▸ WHAT NEEDS TO BE DONE: The answer must consist of every line below containing "ResetAfter".

▸ THE INPUT:
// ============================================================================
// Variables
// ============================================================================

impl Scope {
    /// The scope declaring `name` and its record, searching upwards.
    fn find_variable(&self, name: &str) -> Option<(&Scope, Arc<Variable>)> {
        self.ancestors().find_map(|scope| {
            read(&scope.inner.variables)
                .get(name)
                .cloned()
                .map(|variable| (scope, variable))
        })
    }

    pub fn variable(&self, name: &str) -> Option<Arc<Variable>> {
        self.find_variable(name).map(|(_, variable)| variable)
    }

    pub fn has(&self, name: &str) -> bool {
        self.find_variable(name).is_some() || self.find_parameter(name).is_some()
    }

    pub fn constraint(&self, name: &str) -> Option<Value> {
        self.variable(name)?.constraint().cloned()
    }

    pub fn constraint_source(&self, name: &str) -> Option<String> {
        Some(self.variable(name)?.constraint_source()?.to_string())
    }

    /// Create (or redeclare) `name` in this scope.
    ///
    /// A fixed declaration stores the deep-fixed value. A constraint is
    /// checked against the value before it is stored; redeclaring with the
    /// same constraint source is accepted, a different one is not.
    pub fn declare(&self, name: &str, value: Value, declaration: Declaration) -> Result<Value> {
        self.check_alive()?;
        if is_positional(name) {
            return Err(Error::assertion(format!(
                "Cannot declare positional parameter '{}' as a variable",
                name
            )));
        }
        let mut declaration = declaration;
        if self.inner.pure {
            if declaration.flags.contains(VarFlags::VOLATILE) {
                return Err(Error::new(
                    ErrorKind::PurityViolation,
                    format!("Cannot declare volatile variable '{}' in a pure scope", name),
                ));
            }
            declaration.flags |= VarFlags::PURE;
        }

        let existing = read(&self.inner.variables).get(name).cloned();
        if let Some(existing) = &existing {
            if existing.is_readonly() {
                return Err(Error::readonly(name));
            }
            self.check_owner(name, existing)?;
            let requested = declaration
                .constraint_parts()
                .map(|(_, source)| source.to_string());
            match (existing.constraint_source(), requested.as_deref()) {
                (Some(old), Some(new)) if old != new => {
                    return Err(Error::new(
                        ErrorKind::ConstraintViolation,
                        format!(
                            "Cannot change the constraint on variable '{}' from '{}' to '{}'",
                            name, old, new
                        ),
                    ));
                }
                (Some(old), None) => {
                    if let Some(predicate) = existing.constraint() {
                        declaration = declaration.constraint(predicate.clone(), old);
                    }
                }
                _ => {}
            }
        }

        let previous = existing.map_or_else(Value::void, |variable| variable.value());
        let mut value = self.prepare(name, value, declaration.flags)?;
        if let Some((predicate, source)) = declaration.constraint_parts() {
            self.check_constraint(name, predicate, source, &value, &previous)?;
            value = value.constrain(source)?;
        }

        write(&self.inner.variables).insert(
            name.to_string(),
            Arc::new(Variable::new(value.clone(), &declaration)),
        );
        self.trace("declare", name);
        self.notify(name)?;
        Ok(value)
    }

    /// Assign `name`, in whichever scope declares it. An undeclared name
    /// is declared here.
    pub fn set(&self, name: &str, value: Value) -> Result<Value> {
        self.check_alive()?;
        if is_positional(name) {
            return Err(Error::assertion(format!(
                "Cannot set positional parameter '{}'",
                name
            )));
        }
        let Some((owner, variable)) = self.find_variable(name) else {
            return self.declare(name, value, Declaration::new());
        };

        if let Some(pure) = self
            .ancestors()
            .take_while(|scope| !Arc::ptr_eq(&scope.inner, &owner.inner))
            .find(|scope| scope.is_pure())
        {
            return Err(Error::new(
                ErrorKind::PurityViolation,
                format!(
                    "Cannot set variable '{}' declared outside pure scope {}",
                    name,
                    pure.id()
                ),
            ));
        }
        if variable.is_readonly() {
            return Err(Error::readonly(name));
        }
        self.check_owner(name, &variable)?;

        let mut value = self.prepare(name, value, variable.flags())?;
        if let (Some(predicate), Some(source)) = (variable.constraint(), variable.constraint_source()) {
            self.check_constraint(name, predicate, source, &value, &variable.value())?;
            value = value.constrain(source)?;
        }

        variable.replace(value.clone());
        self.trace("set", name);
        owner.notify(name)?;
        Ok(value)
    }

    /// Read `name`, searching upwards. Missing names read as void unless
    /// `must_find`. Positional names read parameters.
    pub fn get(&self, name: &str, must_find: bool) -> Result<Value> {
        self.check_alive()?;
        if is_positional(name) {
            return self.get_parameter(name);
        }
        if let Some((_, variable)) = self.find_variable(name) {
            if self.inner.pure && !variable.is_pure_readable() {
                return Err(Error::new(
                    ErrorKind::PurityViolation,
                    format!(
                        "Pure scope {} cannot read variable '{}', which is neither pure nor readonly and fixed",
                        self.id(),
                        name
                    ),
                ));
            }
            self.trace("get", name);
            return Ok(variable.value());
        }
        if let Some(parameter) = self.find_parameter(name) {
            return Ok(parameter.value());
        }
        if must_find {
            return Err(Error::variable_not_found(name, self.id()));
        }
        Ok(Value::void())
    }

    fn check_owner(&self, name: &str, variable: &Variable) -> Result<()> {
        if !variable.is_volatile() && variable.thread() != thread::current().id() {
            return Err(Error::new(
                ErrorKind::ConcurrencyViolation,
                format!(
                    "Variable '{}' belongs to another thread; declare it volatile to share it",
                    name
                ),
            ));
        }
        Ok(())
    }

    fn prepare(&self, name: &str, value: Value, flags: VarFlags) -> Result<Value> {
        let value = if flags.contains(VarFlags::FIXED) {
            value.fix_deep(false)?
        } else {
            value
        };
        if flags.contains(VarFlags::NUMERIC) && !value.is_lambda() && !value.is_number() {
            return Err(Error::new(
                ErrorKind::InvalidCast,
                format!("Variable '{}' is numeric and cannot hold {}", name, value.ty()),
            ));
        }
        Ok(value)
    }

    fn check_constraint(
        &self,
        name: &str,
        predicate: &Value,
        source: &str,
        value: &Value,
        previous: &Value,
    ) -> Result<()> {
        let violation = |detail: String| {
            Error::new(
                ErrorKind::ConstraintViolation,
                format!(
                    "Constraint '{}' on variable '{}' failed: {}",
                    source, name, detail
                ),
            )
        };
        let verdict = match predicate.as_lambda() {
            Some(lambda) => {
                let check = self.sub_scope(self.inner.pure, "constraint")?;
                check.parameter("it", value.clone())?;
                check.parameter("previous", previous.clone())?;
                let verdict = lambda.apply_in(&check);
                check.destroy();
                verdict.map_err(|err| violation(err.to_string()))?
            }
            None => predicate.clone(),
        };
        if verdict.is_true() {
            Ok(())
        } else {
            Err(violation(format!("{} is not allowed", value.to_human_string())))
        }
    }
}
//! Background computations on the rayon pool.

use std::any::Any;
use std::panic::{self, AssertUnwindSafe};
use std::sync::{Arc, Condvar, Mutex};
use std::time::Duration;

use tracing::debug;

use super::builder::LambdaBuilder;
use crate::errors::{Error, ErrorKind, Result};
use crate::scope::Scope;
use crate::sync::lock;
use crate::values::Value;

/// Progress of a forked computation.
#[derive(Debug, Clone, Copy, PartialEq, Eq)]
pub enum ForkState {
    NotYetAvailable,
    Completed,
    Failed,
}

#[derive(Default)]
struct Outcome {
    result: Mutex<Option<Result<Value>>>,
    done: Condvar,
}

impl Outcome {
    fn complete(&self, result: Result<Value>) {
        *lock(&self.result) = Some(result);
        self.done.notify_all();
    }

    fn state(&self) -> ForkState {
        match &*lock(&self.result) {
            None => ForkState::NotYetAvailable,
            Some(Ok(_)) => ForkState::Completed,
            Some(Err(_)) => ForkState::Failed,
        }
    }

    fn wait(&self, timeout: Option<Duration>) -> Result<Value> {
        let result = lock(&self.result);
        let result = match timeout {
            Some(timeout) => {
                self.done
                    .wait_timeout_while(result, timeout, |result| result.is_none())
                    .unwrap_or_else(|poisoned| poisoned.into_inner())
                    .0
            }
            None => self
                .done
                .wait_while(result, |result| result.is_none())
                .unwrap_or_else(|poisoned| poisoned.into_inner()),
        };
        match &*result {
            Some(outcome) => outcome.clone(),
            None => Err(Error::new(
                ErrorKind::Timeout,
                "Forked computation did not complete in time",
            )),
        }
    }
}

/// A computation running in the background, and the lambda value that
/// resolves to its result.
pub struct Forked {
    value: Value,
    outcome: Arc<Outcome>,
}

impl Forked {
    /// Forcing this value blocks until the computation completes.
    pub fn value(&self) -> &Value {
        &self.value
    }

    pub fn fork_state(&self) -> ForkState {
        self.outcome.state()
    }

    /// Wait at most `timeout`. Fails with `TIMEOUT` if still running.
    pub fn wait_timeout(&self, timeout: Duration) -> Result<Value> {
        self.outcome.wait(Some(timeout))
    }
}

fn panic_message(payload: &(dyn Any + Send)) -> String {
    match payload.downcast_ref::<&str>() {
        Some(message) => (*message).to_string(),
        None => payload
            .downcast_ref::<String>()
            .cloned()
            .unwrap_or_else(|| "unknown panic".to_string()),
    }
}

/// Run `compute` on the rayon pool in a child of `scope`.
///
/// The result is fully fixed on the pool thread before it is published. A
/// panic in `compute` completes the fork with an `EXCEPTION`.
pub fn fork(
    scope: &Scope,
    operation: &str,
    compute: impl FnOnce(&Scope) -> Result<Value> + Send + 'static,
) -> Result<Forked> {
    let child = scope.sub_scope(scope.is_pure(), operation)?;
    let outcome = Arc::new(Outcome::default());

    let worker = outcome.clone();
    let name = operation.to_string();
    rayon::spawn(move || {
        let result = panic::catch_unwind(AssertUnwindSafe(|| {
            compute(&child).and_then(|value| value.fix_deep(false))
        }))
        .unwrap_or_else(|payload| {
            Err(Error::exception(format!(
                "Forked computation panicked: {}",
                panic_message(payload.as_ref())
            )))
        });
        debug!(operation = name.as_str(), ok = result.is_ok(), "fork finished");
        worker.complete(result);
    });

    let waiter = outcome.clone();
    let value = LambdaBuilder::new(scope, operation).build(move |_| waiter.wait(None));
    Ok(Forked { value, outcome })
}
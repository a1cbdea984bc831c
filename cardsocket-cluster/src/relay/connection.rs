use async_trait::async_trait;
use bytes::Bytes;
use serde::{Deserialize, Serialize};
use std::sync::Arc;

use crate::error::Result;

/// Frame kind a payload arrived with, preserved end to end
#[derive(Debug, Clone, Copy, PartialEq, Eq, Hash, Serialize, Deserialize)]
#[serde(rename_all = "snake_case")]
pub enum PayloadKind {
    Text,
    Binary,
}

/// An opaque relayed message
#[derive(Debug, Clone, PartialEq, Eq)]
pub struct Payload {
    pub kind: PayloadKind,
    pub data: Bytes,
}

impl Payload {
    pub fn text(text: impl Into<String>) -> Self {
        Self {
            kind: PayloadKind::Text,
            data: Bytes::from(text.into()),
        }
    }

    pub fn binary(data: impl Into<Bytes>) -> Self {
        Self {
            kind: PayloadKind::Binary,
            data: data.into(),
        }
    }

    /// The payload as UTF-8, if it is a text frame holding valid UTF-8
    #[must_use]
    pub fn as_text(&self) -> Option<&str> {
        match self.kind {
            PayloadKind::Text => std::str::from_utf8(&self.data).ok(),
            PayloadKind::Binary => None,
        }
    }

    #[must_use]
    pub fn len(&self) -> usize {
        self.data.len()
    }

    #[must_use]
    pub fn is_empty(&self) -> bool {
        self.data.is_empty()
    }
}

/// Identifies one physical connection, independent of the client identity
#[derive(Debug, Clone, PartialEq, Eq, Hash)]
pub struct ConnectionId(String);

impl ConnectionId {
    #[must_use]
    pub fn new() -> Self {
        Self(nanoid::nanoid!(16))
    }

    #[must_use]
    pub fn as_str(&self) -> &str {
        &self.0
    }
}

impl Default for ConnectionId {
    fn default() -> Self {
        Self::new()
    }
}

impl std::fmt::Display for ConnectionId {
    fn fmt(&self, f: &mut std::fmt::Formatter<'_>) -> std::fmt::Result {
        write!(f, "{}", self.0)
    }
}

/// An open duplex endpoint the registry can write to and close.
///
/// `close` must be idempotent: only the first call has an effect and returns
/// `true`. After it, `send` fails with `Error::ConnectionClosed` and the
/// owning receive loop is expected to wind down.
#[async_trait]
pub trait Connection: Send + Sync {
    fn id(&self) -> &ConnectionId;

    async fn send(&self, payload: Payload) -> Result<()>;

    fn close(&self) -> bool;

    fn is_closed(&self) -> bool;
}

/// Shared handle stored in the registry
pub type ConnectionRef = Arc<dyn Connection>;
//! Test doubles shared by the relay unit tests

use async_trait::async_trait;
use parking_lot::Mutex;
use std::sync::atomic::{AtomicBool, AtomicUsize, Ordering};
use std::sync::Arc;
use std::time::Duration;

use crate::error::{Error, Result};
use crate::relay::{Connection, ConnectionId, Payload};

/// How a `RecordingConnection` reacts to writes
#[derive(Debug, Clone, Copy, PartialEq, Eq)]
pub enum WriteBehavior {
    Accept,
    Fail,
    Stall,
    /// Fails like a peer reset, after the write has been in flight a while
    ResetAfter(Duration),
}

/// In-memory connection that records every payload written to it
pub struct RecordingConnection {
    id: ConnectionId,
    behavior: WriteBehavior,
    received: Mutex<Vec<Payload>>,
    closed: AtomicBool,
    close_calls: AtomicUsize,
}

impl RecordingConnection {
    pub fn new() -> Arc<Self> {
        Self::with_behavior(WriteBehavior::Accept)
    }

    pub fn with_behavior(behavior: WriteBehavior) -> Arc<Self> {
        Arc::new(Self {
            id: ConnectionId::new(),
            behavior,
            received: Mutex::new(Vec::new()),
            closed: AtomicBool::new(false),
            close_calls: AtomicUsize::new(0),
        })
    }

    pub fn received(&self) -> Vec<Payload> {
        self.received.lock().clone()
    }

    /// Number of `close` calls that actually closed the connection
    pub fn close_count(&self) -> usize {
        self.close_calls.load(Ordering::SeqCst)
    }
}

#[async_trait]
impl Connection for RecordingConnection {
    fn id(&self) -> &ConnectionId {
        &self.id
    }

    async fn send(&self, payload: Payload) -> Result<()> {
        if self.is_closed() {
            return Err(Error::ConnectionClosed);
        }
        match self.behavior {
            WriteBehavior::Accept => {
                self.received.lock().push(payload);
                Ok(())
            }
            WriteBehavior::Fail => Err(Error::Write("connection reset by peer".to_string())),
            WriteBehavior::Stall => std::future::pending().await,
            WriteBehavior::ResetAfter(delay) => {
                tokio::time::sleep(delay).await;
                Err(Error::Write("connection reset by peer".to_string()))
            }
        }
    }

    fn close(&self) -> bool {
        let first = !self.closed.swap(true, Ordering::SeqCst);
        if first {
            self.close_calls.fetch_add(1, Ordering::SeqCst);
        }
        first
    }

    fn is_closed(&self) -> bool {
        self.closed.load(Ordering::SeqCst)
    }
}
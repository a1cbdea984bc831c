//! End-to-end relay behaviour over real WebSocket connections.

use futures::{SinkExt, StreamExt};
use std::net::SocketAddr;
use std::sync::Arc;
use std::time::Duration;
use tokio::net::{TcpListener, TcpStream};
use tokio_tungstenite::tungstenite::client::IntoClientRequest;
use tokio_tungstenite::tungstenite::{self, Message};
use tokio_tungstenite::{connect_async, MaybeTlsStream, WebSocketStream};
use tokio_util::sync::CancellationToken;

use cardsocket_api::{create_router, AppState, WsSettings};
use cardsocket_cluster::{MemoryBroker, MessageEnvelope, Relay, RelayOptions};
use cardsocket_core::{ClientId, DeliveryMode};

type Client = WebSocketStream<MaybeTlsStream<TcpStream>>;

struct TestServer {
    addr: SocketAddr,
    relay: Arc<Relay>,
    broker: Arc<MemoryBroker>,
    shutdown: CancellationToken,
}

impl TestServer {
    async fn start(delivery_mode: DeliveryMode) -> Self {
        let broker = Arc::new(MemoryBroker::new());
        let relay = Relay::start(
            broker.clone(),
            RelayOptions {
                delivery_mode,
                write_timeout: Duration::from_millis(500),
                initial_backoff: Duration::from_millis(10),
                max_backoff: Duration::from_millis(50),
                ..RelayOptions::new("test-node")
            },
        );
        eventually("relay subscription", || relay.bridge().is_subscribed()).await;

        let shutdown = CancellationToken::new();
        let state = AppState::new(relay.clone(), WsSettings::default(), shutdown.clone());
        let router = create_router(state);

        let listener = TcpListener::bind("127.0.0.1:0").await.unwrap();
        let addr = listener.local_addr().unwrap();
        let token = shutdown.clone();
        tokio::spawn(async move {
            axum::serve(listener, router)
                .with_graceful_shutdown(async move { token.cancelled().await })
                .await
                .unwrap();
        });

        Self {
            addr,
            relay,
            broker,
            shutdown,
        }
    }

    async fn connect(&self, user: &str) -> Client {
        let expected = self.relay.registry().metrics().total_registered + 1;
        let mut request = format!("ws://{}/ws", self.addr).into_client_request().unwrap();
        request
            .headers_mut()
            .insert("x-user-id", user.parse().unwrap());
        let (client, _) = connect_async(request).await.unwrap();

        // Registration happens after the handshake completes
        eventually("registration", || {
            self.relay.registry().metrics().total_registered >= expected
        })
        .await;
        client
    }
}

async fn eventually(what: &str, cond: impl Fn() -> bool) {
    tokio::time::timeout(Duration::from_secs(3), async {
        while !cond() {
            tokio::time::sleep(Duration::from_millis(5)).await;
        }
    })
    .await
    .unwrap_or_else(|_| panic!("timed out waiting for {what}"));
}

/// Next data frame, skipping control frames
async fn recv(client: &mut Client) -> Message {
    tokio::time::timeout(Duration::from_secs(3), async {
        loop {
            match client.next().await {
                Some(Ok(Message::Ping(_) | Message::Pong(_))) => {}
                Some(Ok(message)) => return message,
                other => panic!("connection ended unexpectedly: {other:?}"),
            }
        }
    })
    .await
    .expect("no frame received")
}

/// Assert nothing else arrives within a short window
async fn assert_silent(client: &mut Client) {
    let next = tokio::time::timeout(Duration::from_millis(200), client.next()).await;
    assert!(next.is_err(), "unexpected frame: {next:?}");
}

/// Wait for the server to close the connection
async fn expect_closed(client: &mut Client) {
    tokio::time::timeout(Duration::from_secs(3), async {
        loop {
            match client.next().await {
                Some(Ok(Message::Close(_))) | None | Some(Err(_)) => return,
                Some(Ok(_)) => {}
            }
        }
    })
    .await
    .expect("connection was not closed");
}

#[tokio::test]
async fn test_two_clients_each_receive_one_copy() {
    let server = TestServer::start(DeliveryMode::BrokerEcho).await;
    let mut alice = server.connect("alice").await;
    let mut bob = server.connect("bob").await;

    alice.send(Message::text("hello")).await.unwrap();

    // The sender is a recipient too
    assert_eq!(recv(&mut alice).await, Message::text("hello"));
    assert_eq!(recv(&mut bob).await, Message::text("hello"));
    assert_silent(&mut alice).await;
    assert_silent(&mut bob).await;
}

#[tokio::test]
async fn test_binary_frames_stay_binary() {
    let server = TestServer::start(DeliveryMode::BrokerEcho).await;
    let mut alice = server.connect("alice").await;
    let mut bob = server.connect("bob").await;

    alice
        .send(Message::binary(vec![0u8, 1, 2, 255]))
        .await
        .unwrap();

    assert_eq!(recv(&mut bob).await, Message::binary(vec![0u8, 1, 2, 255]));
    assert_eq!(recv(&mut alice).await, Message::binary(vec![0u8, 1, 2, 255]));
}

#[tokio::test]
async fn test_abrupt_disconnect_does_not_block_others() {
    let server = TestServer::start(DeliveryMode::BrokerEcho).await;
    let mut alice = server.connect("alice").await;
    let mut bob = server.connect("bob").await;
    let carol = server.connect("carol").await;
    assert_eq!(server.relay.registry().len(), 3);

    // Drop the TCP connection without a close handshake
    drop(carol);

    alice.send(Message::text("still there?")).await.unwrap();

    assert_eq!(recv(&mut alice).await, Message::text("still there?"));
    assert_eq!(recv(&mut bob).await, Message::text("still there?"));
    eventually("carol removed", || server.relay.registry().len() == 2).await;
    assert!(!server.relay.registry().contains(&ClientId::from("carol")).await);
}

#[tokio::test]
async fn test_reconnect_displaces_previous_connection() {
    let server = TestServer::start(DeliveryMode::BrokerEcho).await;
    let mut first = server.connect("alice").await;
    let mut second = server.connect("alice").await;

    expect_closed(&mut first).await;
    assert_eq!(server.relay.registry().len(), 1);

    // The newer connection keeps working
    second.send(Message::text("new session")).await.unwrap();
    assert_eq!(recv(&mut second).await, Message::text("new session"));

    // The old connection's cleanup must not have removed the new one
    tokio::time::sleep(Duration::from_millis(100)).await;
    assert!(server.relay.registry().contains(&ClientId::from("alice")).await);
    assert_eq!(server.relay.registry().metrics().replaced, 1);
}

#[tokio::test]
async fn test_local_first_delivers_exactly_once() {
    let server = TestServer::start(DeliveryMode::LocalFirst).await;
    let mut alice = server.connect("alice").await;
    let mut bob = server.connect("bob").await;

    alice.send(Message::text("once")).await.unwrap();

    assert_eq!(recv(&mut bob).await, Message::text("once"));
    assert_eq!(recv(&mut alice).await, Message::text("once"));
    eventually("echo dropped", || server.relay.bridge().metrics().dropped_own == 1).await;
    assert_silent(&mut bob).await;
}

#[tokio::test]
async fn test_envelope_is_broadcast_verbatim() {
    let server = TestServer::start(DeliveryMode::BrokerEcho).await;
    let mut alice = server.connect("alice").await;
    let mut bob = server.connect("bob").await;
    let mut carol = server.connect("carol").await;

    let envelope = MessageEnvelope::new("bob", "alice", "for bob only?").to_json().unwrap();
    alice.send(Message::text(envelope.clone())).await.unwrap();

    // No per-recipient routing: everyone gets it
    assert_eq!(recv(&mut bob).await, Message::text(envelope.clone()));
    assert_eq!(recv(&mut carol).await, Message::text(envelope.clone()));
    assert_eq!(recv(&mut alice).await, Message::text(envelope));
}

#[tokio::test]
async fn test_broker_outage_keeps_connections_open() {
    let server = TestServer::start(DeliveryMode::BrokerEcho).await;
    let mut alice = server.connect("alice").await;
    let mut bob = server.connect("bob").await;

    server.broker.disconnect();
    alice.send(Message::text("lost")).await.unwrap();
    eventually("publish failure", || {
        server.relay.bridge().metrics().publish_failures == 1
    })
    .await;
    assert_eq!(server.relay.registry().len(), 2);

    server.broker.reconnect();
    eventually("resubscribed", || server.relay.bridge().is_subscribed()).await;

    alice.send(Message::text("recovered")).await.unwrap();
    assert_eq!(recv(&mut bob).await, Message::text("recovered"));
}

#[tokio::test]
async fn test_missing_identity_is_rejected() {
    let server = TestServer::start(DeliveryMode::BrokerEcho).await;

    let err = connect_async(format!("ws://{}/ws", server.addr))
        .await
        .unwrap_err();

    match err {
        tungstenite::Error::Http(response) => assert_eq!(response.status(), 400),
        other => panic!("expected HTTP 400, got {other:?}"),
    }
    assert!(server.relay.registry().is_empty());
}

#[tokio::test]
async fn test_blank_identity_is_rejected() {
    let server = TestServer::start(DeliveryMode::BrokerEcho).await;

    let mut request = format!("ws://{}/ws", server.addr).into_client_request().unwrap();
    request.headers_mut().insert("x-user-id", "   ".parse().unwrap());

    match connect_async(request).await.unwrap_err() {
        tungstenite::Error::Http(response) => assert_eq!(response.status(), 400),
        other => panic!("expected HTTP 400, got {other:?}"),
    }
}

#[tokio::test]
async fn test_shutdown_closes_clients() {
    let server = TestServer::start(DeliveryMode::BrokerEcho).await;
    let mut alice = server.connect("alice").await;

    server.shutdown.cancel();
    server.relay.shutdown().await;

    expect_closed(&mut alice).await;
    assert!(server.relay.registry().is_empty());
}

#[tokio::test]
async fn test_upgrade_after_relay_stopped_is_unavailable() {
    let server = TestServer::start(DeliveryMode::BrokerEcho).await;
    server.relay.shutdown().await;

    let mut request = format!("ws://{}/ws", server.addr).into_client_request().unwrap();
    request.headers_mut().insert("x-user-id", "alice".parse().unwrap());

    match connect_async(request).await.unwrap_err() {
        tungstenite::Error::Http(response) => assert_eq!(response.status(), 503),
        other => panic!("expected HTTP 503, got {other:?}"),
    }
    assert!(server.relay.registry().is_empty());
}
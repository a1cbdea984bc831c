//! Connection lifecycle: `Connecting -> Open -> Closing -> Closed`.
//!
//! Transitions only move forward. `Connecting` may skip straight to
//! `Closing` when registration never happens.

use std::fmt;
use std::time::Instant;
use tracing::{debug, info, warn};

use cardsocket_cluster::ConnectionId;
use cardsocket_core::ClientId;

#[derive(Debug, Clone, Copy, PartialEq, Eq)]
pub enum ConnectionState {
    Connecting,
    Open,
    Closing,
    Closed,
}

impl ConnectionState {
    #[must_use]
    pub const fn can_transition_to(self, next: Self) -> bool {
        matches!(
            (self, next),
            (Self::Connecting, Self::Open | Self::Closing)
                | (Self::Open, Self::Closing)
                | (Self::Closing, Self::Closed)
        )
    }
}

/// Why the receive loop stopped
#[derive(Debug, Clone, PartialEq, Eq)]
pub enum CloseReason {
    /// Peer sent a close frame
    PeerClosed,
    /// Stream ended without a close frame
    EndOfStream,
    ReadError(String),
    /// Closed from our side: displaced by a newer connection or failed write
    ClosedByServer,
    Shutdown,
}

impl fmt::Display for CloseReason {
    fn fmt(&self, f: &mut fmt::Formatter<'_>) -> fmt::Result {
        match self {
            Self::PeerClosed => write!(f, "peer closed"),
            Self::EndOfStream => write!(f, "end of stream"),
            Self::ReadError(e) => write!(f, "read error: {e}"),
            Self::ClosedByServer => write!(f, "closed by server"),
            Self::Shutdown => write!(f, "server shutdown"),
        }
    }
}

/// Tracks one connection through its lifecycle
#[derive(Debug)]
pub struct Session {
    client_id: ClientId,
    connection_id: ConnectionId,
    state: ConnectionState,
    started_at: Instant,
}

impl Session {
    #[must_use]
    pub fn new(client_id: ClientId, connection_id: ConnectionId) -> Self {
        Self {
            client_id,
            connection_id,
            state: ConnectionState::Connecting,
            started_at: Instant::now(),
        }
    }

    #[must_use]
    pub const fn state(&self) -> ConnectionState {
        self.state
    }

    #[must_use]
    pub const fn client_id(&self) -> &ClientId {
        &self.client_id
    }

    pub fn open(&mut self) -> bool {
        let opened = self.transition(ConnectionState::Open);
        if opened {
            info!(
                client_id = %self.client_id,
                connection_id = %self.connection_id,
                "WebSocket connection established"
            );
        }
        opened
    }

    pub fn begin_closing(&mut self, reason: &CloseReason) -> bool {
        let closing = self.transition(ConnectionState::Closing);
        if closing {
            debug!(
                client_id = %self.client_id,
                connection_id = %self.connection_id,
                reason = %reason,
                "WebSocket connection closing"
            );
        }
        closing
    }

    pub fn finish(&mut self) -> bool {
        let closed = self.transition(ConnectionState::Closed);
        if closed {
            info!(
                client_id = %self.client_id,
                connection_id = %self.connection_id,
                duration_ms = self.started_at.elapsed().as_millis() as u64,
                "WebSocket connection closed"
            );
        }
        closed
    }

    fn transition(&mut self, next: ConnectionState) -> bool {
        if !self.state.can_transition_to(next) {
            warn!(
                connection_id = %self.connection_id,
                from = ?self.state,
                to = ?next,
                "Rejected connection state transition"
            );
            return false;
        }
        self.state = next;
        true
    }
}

▸ ANSWER SPACE:
    ResetAfter(Duration),
            WriteBehavior::ResetAfter(delay) => {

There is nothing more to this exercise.